Riots Breakout Across Italy Ahead Of General Election (And Markets Are Getting Anxious)

The politics-as-usual, with a Merkel-style coalition government of all the leading parties (except the "populist" ones), simply isn't in the cards in Italy, which has had to bear the brunt of the Mad Madam's policy diktats via her cronies in Brussels:

These are the most important elections in Europe this year – laying aside the possibility of a German re-vote – and the amount of coverage it is getting is disturbingly scant.  Articles like this bit of pablum from Bloomberg is what passes for analysis, purporting to tell you “What You Need to Know about Italy’s March 4th Elections”

Even as the specter of populist revolt recedes elsewhere in Europe, Italy’s anti-establishment, Euroskeptic Five Star Movement is seeking a breakthrough.

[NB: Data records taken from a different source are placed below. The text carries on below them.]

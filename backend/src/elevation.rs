use std::collections::HashMap;
use std::sync::Arc;
use std::time::Duration;

use async_trait::async_trait;
use serde::{Deserialize, Serialize};
use shared::Coordinate;
use tokio::task::JoinSet;

/// Per-call cap of the public Open-Elevation API.
pub const DEFAULT_BATCH_SIZE: usize = 100;

#[derive(Debug, thiserror::Error)]
pub enum ElevationError {
    #[error("elevation request failed: {0}")]
    Request(#[from] reqwest::Error),
    #[error("elevation service returned HTTP {0}")]
    Status(reqwest::StatusCode),
    #[error("elevation service returned {got} results for {expected} locations")]
    CountMismatch { expected: usize, got: usize },
    #[error("elevation batch task failed: {0}")]
    Task(#[from] tokio::task::JoinError),
}

#[derive(Debug, Clone, Copy, PartialEq, Serialize)]
pub struct Location {
    pub latitude: f64,
    pub longitude: f64,
}

impl From<&Coordinate> for Location {
    fn from(coord: &Coordinate) -> Self {
        Self {
            latitude: coord.lat,
            longitude: coord.lng,
        }
    }
}

/// Source of elevation values for a batch of locations.
///
/// Results are aligned by index with the request. `None` marks a location the service
/// could not resolve.
#[async_trait]
pub trait ElevationLookup: Send + Sync {
    async fn lookup(&self, locations: &[Location]) -> Result<Vec<Option<f64>>, ElevationError>;
}

#[derive(Debug, Serialize)]
struct LookupRequest<'a> {
    locations: &'a [Location],
}

#[derive(Debug, Deserialize)]
struct LookupResponse {
    results: Vec<LookupResult>,
}

#[derive(Debug, Deserialize)]
struct LookupResult {
    elevation: Option<f64>,
}

/// Client for services speaking the Open-Elevation `POST /api/v1/lookup` format.
#[derive(Clone)]
pub struct OpenElevationClient {
    client: reqwest::Client,
    url: String,
}

impl OpenElevationClient {
    pub fn new(url: impl Into<String>, timeout: Duration) -> Result<Self, ElevationError> {
        let client = reqwest::Client::builder().timeout(timeout).build()?;
        Ok(Self {
            client,
            url: url.into(),
        })
    }

    pub fn url(&self) -> &str {
        &self.url
    }
}

#[async_trait]
impl ElevationLookup for OpenElevationClient {
    async fn lookup(&self, locations: &[Location]) -> Result<Vec<Option<f64>>, ElevationError> {
        let response = self
            .client
            .post(&self.url)
            .json(&LookupRequest { locations })
            .send()
            .await?;

        if !response.status().is_success() {
            return Err(ElevationError::Status(response.status()));
        }

        let body: LookupResponse = response.json().await?;
        if body.results.len() != locations.len() {
            return Err(ElevationError::CountMismatch {
                expected: locations.len(),
                got: body.results.len(),
            });
        }

        Ok(body.results.into_iter().map(|r| r.elevation).collect())
    }
}

/// Fill missing elevations from `lookup`, batching requests by `batch_size`.
///
/// All batches run concurrently and are awaited as a group. If any batch fails the
/// input is returned untouched; this function never reports an error to the caller.
/// Merging is keyed on the exact `(lat, lng)` bits and never replaces a nonzero
/// elevation that was already present.
pub async fn backfill_elevation(
    lookup: Arc<dyn ElevationLookup>,
    points: Vec<Coordinate>,
    batch_size: usize,
) -> Vec<Coordinate> {
    let missing: Vec<Location> = points
        .iter()
        .filter(|p| p.needs_elevation())
        .map(Location::from)
        .collect();

    if missing.is_empty() {
        return points;
    }

    let batches: Vec<Vec<Location>> = missing
        .chunks(batch_size.max(1))
        .map(<[Location]>::to_vec)
        .collect();
    let batch_count = batches.len();
    tracing::info!(
        "Backfilling elevation for {} points in {} batch(es)",
        missing.len(),
        batch_count
    );

    let mut tasks = JoinSet::new();
    for (idx, batch) in batches.into_iter().enumerate() {
        let lookup = Arc::clone(&lookup);
        tasks.spawn(async move {
            let result = lookup.lookup(&batch).await;
            (idx, batch, result)
        });
    }

    let mut resolved: HashMap<(u64, u64), f64> = HashMap::with_capacity(missing.len());
    let mut failures = Vec::new();

    while let Some(joined) = tasks.join_next().await {
        match joined {
            Ok((idx, batch, Ok(elevations))) => {
                if elevations.len() != batch.len() {
                    failures.push(ElevationError::CountMismatch {
                        expected: batch.len(),
                        got: elevations.len(),
                    });
                    continue;
                }
                tracing::debug!("elevation batch {}/{} resolved", idx + 1, batch_count);
                for (location, elevation) in batch.iter().zip(elevations) {
                    if let Some(value) = elevation.filter(|v| v.is_finite()) {
                        resolved.insert(location_key(location.latitude, location.longitude), value);
                    }
                }
            }
            Ok((idx, _, Err(err))) => {
                tracing::debug!("elevation batch {}/{} failed: {}", idx + 1, batch_count, err);
                failures.push(err);
            }
            Err(join_err) => failures.push(ElevationError::Task(join_err)),
        }
    }

    if let Some(first) = failures.first() {
        tracing::warn!(
            "Elevation backfill skipped: {} of {} batch(es) failed (first error: {})",
            failures.len(),
            batch_count,
            first
        );
        return points;
    }

    points
        .into_iter()
        .map(|mut point| {
            if point.needs_elevation() {
                if let Some(value) = resolved.get(&location_key(point.lat, point.lng)) {
                    point.elevation = Some(*value);
                }
            }
            point
        })
        .collect()
}

fn location_key(lat: f64, lng: f64) -> (u64, u64) {
    (lat.to_bits(), lng.to_bits())
}

/// Linearly interpolate the elevation at `index` from the closest points on either side
/// that carry elevation, weighted by index distance.
///
/// Returns the point's own elevation when present and `0.0` when no bracketing pair exists.
pub fn interpolate_elevation(points: &[Coordinate], index: usize) -> f64 {
    let Some(point) = points.get(index) else {
        return 0.0;
    };
    if let Some(elevation) = point.elevation_m() {
        return elevation;
    }

    let before = points[..index]
        .iter()
        .enumerate()
        .rev()
        .find_map(|(i, p)| p.elevation_m().map(|e| (i, e)));
    let after = points[index + 1..]
        .iter()
        .enumerate()
        .find_map(|(offset, p)| p.elevation_m().map(|e| (index + 1 + offset, e)));

    match (before, after) {
        (Some((i0, e0)), Some((i1, e1))) => {
            let t = (index - i0) as f64 / (i1 - i0) as f64;
            e0 + (e1 - e0) * t
        }
        _ => 0.0,
    }
}

/// Apply [`interpolate_elevation`] to every point lacking elevation.
///
/// Interpolation always reads the input values, so filled points never feed later ones.
pub fn interpolate_missing(points: &[Coordinate]) -> Vec<Coordinate> {
    points
        .iter()
        .enumerate()
        .map(|(idx, point)| {
            if point.needs_elevation() {
                Coordinate {
                    elevation: Some(interpolate_elevation(points, idx)),
                    ..*point
                }
            } else {
                *point
            }
        })
        .collect()
}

That’s a lie.  And a bald-faced one at that.  There hasn’t been one election in Europe in the past two years where populism hasn’t been a major and rising factor.  The fact that Italy’s President dissolved parliament early and moved elections up from May to March 4th is proof they are scared of the trend.

Because the trend is against them.  Five Star Movement or M5S continues to rise in the polls and another two months would put them in a position to put a government together.

The writers of this article push a lie that M5S is uninterested in forming a coalition government.  The rules for this election were changed to allow the parties to fight as coalitions to freeze out M5S from ruling, even if they win the most votes.

The last polls taken had the Northern League tied at 15% with Silvio Berlusconi’s Forza Italia.  These two are campaigning together.  And the intention, clearly expressed by the Bloomberg writers, is to create a ‘grand coalition’ a la Germany, which no one in Italy wants except the political elites who back further integration with the European Union.

As the article also points out however, the bond markets belie the political narrative.

These are the real stakes in the Italian elections next week. And despite the gaslighting of the Bloombergs and worse, the Los Angeles Times, trying to tell everyone that M5S has no chance at winning, traders in the sovereign bond pits aren’t buying it.

Since the beginning of December European bond yields across the board have been rising.  The chart below is the magnitude of the rise in yields for Germany, France, Portugal and Italy.

...

Now, it’s hard for that market to not be bullish when the ECB is the only marginal buyer of Italian debt and heretofore, traders bet on that behavior continuing in perpetuity, front-running the ECB’s buying.

But, rising yields means that the net volume of selling across the spectrum of European sovereign debt is more than the ECB is willing or allowed to buy.  So, what’s happening is the ECB is managing the rate of the rise in sovereign bond yields and that is clear in the chart above.

What is also clear is that it is losing control of the Italian bond markets.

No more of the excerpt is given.